こうした特徴的な耐震工事の取り組みにより、工事前の耐震診断では上部構造評点0.3と倒壊する危険性が高い数字となっていたが、工事後は震度6強の地震で倒壊しないレベルの1.0まで向上した。また、建物南側の3間続きの和室や縁側など伝統的な意匠部分を手を入れずに保存することができた。改修費用は公表していないが、一から建て直すより約5分の1の費用で済んだという。
他の旧耐震住宅にも対応可能
日本の伝統的な住文化を残す古民家は注目を集める一方、住む、あるいは商業などで使用するには耐震性や断熱性が不十分であり、工事の大変さや費用など課題が多くある。今回の改修例は他の古民家改修にも転用できる技術であり、活用が期待できる。

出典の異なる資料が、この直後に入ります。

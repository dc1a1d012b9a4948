//! Debounced, de-duplicating route fetcher
//!
//! Wraps [`RouteService`] for an interactive session: inputs arrive in bursts,
//! only the latest one is considered once the debounce window elapses, and a
//! request identical to the one in flight (or the one last completed) never
//! reaches the vendor twice. At most one vendor call is in flight per fetcher;
//! in-flight calls are never cancelled.

use std::sync::atomic::{AtomicU64, Ordering};
use std::sync::{Arc, Mutex, MutexGuard, PoisonError};
use std::time::Duration;

use kite_types::{
	RequestValidationError, RouteAcquisition, RouteRequest, RouteRequestKey, RouteResult,
	ValidatedRouteRequest,
};
use tokio::sync::watch;
use tracing::debug;

use crate::route::RouteService;

/// Default debounce window applied to [`RouteFetcher::request`]
pub const DEFAULT_DEBOUNCE: Duration = Duration::from_millis(500);

/// Route state as observed by subscribers
#[derive(Debug, Clone, PartialEq)]
pub enum RouteState {
	/// No valid request yet, or the latest input is incomplete
	Idle,
	Loading,
	Ready(RouteAcquisition),
	Failed(String),
}

impl RouteState {
	pub fn is_loading(&self) -> bool {
		matches!(self, RouteState::Loading)
	}
}

/// What [`RouteFetcher::fetch_now`] did with a request
#[derive(Debug)]
pub enum FetchOutcome {
	/// A vendor call was made; its result is also published as state
	Fetched(RouteResult<RouteAcquisition>),
	/// Same request as the one in flight or the one last completed
	Suppressed,
	/// Another request is in flight; this one is fetched when it completes
	Queued,
	/// Incomplete or malformed input; state reset to [`RouteState::Idle`]
	Invalid(RequestValidationError),
}

#[derive(Debug, Default)]
struct FetchMemo {
	in_flight: Option<RouteRequestKey>,
	last_completed: Option<RouteRequestKey>,
	/// Latest request seen while another was in flight
	pending: Option<ValidatedRouteRequest>,
	/// Input turned invalid while a call was in flight; its result is stale
	superseded: bool,
}

enum Begin {
	Start(ValidatedRouteRequest, RouteRequestKey),
	Suppressed,
	Queued,
}

struct Inner {
	service: Arc<RouteService>,
	debounce: Duration,
	generation: AtomicU64,
	memo: Mutex<FetchMemo>,
	state: watch::Sender<RouteState>,
}

/// Session-scoped route fetcher; cheap to clone
#[derive(Clone)]
pub struct RouteFetcher {
	inner: Arc<Inner>,
}

impl std::fmt::Debug for RouteFetcher {
	fn fmt(&self, f: &mut std::fmt::Formatter<'_>) -> std::fmt::Result {
		f.debug_struct("RouteFetcher")
			.field("debounce", &self.inner.debounce)
			.field("state", &*self.inner.state.borrow())
			.finish()
	}
}

impl RouteFetcher {
	pub fn new(service: Arc<RouteService>) -> Self {
		Self::with_debounce(service, DEFAULT_DEBOUNCE)
	}

	pub fn with_debounce(service: Arc<RouteService>, debounce: Duration) -> Self {
		let (state, _) = watch::channel(RouteState::Idle);
		Self {
			inner: Arc::new(Inner {
				service,
				debounce,
				generation: AtomicU64::new(0),
				memo: Mutex::new(FetchMemo::default()),
				state,
			}),
		}
	}

	pub fn subscribe(&self) -> watch::Receiver<RouteState> {
		self.inner.state.subscribe()
	}

	pub fn state(&self) -> RouteState {
		self.inner.state.borrow().clone()
	}

	/// Record the latest input and restart the debounce timer
	///
	/// When the timer fires without a newer input having arrived, the request
	/// goes through the same path as [`RouteFetcher::fetch_now`].
	pub fn request(&self, request: RouteRequest) {
		let generation = self.inner.generation.fetch_add(1, Ordering::SeqCst) + 1;
		let inner = Arc::clone(&self.inner);

		tokio::spawn(async move {
			tokio::time::sleep(inner.debounce).await;
			if inner.generation.load(Ordering::SeqCst) != generation {
				return;
			}
			let outcome = inner.run(&request).await;
			debug!("Debounced route request finished: {}", outcome_label(&outcome));
		});
	}

	/// Fetch immediately, bypassing the debounce window but not de-duplication
	pub async fn fetch_now(&self, request: RouteRequest) -> FetchOutcome {
		// a direct fetch supersedes any debounced input still waiting
		self.inner.generation.fetch_add(1, Ordering::SeqCst);
		self.inner.run(&request).await
	}

	/// Forget the completed request so that the next identical request refetches
	pub fn reset(&self) {
		let mut memo = self.inner.memo();
		memo.last_completed = None;
		memo.pending = None;
	}
}

impl Inner {
	fn memo(&self) -> MutexGuard<'_, FetchMemo> {
		self.memo.lock().unwrap_or_else(PoisonError::into_inner)
	}

	async fn run(self: &Arc<Self>, request: &RouteRequest) -> FetchOutcome {
		let validated = match request.validate() {
			Ok(validated) => validated,
			Err(e) => {
				let mut memo = self.memo();
				memo.pending = None;
				memo.last_completed = None;
				let in_flight = memo.in_flight.is_some();
				memo.superseded = in_flight;
				self.state.send_replace(RouteState::Idle);
				return FetchOutcome::Invalid(e);
			},
		};

		let (validated, key) = match self.begin(validated) {
			Begin::Start(validated, key) => (validated, key),
			Begin::Suppressed => return FetchOutcome::Suppressed,
			Begin::Queued => return FetchOutcome::Queued,
		};

		let (result, next) = self.fetch_once(&validated, key).await;
		if let Some(next) = next {
			let inner = Arc::clone(self);
			tokio::spawn(async move { inner.follow_up(next).await });
		}
		FetchOutcome::Fetched(result)
	}

	fn begin(&self, validated: ValidatedRouteRequest) -> Begin {
		let key = validated.key();
		let mut memo = self.memo();

		match memo.in_flight.as_ref().map(|in_flight| *in_flight == key) {
			Some(true) => {
				memo.pending = None;
				memo.superseded = false;
				debug!("Route request identical to the one in flight, suppressed");
				Begin::Suppressed
			},
			Some(false) => {
				memo.pending = Some(validated);
				debug!("Route request queued behind the one in flight");
				Begin::Queued
			},
			None if memo.last_completed.as_ref() == Some(&key) => {
				debug!("Route request identical to the last completed one, suppressed");
				Begin::Suppressed
			},
			None => {
				memo.in_flight = Some(key.clone());
				memo.superseded = false;
				self.state.send_replace(RouteState::Loading);
				Begin::Start(validated, key)
			},
		}
	}

	/// One vendor call; returns its result and the follow-up request, if any
	async fn fetch_once(
		&self,
		validated: &ValidatedRouteRequest,
		key: RouteRequestKey,
	) -> (RouteResult<RouteAcquisition>, Option<ValidatedRouteRequest>) {
		let result = self.service.acquire_validated(validated).await;

		let mut memo = self.memo();
		memo.in_flight = None;
		let stale = std::mem::take(&mut memo.superseded);
		if !stale {
			memo.last_completed = Some(key.clone());
			let state = match &result {
				Ok(acquisition) => RouteState::Ready(acquisition.clone()),
				Err(e) => RouteState::Failed(e.to_string()),
			};
			self.state.send_replace(state);
		}
		let next = memo.pending.take().filter(|pending| pending.key() != key);

		(result, next)
	}

	/// Fetch `first`, then whatever was queued behind it, until the queue is empty
	async fn follow_up(self: Arc<Self>, first: ValidatedRouteRequest) {
		let mut next = Some(first);
		while let Some(validated) = next.take() {
			next = match self.begin(validated) {
				Begin::Start(validated, key) => self.fetch_once(&validated, key).await.1,
				Begin::Suppressed | Begin::Queued => None,
			};
		}
	}
}

fn outcome_label(outcome: &FetchOutcome) -> &'static str {
	match outcome {
		FetchOutcome::Fetched(Ok(_)) => "fetched",
		FetchOutcome::Fetched(Err(_)) => "failed",
		FetchOutcome::Suppressed => "suppressed",
		FetchOutcome::Queued => "queued",
		FetchOutcome::Invalid(_) => "invalid",
	}
}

三井不動産ソリューションパートナー本部レッツ資産活用部の石田宏次氏は「これから旧耐震住宅の改修需要も増えていくと予想できる。対応できるよう努めていきたい」と話した。
倒壊リスクなくなり安心 また住めるかも…
現オーナー 飯田浩一氏
私自身も生まれた時から、25歳まで住んでいました。古い建物なので、地震の度に建物が揺れて大きな音がするなど、大変怖い思いをしてきました。さらに雨漏りや冬場の寒さなど居住環境としては厳しいものがありました。オーナーとして、この家をどうしていくかと考えた時に、耐震性などの制約を無くすことができれば可能性が広がると感じたため、改修をお願いしました。改修を終え、倒壊による近隣へのリスクなどがなくなり、心配事がなくなりました。再び住めるなという印象も持ちました。今後は、地域の方々にこの建物を面白いと思ってもらえるよう、活用を考えていきたいです。